Of the entries below, return only those lines from the line with "refused it (4xx)." to the line with "pub type Result<T>", exactly, both included.

Segment Start: Exercise data

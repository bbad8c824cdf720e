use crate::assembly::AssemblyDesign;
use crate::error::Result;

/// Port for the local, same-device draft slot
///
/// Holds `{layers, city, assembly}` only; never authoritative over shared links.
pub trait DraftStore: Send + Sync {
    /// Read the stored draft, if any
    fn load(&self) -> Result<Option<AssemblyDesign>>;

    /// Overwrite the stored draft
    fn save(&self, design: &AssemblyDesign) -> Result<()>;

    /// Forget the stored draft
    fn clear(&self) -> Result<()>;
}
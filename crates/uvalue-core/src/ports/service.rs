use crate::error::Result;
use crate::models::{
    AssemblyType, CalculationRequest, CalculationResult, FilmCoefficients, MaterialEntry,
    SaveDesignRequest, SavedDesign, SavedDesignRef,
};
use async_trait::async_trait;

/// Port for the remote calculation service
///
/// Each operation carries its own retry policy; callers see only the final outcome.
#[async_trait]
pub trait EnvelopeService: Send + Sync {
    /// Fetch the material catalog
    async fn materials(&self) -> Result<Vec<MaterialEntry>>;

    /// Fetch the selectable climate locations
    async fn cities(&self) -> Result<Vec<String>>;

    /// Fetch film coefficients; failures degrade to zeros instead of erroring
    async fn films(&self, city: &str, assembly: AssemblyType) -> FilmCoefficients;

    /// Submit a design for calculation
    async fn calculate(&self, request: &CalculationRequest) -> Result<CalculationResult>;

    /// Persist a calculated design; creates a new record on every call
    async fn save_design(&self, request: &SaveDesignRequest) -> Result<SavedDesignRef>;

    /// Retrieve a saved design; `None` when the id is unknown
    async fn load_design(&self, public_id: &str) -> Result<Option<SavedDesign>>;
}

Segment End: Exercise data
Segment Start: Exercise data

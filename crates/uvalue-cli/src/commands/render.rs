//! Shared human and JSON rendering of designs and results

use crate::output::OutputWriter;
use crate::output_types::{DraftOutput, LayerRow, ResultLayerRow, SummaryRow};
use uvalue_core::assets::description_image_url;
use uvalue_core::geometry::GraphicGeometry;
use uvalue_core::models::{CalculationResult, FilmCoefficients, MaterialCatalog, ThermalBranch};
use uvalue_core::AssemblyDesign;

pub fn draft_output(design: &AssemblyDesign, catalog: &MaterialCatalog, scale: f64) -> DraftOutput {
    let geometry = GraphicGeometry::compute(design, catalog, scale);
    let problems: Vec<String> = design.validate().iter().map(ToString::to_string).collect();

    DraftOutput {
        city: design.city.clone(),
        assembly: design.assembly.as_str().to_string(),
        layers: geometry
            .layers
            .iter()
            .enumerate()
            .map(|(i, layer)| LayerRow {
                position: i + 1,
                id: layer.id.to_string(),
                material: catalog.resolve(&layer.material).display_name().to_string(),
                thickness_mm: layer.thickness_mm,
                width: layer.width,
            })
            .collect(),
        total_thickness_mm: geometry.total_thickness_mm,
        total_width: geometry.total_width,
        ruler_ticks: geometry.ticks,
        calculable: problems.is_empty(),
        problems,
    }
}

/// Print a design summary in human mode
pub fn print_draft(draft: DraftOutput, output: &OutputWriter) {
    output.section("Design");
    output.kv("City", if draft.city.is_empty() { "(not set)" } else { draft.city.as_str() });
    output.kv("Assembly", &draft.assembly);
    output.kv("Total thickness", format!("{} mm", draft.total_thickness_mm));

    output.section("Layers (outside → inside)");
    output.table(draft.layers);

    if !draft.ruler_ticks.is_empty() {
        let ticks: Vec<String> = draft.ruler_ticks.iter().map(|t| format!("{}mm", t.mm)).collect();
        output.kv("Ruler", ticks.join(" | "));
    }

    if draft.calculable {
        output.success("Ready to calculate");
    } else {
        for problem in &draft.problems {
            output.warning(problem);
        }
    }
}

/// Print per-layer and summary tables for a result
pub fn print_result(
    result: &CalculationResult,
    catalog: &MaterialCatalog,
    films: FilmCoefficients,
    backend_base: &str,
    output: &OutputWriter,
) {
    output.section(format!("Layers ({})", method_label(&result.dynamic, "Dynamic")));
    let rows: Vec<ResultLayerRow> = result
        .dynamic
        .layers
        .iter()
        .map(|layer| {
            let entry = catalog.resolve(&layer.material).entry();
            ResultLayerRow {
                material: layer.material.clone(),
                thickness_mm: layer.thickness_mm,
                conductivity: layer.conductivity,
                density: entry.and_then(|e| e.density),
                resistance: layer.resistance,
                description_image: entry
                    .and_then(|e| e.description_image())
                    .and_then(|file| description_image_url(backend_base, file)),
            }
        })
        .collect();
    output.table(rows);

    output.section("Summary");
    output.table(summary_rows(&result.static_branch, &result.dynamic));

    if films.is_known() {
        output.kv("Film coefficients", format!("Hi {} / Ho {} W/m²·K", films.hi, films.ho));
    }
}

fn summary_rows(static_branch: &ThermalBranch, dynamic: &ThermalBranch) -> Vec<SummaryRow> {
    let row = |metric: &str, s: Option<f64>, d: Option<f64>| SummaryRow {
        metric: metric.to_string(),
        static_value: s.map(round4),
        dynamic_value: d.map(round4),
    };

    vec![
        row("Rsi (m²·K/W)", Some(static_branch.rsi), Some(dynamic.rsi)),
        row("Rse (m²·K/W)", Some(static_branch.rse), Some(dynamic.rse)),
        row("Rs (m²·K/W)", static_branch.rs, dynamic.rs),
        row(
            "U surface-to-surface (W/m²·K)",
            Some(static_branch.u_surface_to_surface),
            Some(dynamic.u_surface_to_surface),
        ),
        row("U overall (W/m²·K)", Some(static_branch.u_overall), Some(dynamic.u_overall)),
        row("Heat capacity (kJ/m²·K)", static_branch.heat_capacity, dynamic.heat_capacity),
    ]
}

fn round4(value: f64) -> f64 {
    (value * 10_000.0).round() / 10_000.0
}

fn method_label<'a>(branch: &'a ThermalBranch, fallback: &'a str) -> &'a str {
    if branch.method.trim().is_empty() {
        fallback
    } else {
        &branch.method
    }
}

Segment End: Exercise data
Segment Start: Exercise data

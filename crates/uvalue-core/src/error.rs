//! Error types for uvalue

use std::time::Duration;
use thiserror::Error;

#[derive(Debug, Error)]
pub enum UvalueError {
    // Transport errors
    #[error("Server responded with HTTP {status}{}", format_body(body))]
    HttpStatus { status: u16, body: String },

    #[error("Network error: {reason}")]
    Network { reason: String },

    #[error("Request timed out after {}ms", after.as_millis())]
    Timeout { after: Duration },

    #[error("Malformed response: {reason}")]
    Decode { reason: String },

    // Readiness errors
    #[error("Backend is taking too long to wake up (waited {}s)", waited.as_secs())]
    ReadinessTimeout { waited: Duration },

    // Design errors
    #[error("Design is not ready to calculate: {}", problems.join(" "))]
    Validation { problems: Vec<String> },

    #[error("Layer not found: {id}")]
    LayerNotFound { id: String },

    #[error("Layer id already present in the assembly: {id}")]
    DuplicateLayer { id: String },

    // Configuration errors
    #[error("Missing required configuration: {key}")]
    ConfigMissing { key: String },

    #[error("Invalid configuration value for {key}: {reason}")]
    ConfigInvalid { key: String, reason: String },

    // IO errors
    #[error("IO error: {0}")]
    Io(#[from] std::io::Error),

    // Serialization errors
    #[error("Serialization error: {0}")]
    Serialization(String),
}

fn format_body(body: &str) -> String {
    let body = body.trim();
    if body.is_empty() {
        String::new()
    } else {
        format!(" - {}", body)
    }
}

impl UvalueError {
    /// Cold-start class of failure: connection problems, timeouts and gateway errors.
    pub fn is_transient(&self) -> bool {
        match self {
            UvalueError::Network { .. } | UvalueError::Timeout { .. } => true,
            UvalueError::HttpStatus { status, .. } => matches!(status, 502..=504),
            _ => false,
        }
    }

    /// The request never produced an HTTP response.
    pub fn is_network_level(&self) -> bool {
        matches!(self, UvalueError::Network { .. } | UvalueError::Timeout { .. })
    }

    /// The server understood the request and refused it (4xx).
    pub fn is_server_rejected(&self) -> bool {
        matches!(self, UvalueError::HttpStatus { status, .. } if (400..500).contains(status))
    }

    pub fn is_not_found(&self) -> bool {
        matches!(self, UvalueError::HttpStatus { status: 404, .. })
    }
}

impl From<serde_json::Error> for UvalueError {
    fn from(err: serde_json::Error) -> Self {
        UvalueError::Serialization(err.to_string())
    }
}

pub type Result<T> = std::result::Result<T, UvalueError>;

Segment End: Exercise data

◆ The completed task ◆
    /// The server understood the request and refused it (4xx).
    pub fn is_server_rejected(&self) -> bool {
        matches!(self, UvalueError::HttpStatus { status, .. } if (400..500).contains(status))
    }

    pub fn is_not_found(&self) -> bool {
        matches!(self, UvalueError::HttpStatus { status: 404, .. })
    }
}

impl From<serde_json::Error> for UvalueError {
    fn from(err: serde_json::Error) -> Self {
        UvalueError::Serialization(err.to_string())
    }
}

pub type Result<T> = std::result::Result<T, UvalueError>;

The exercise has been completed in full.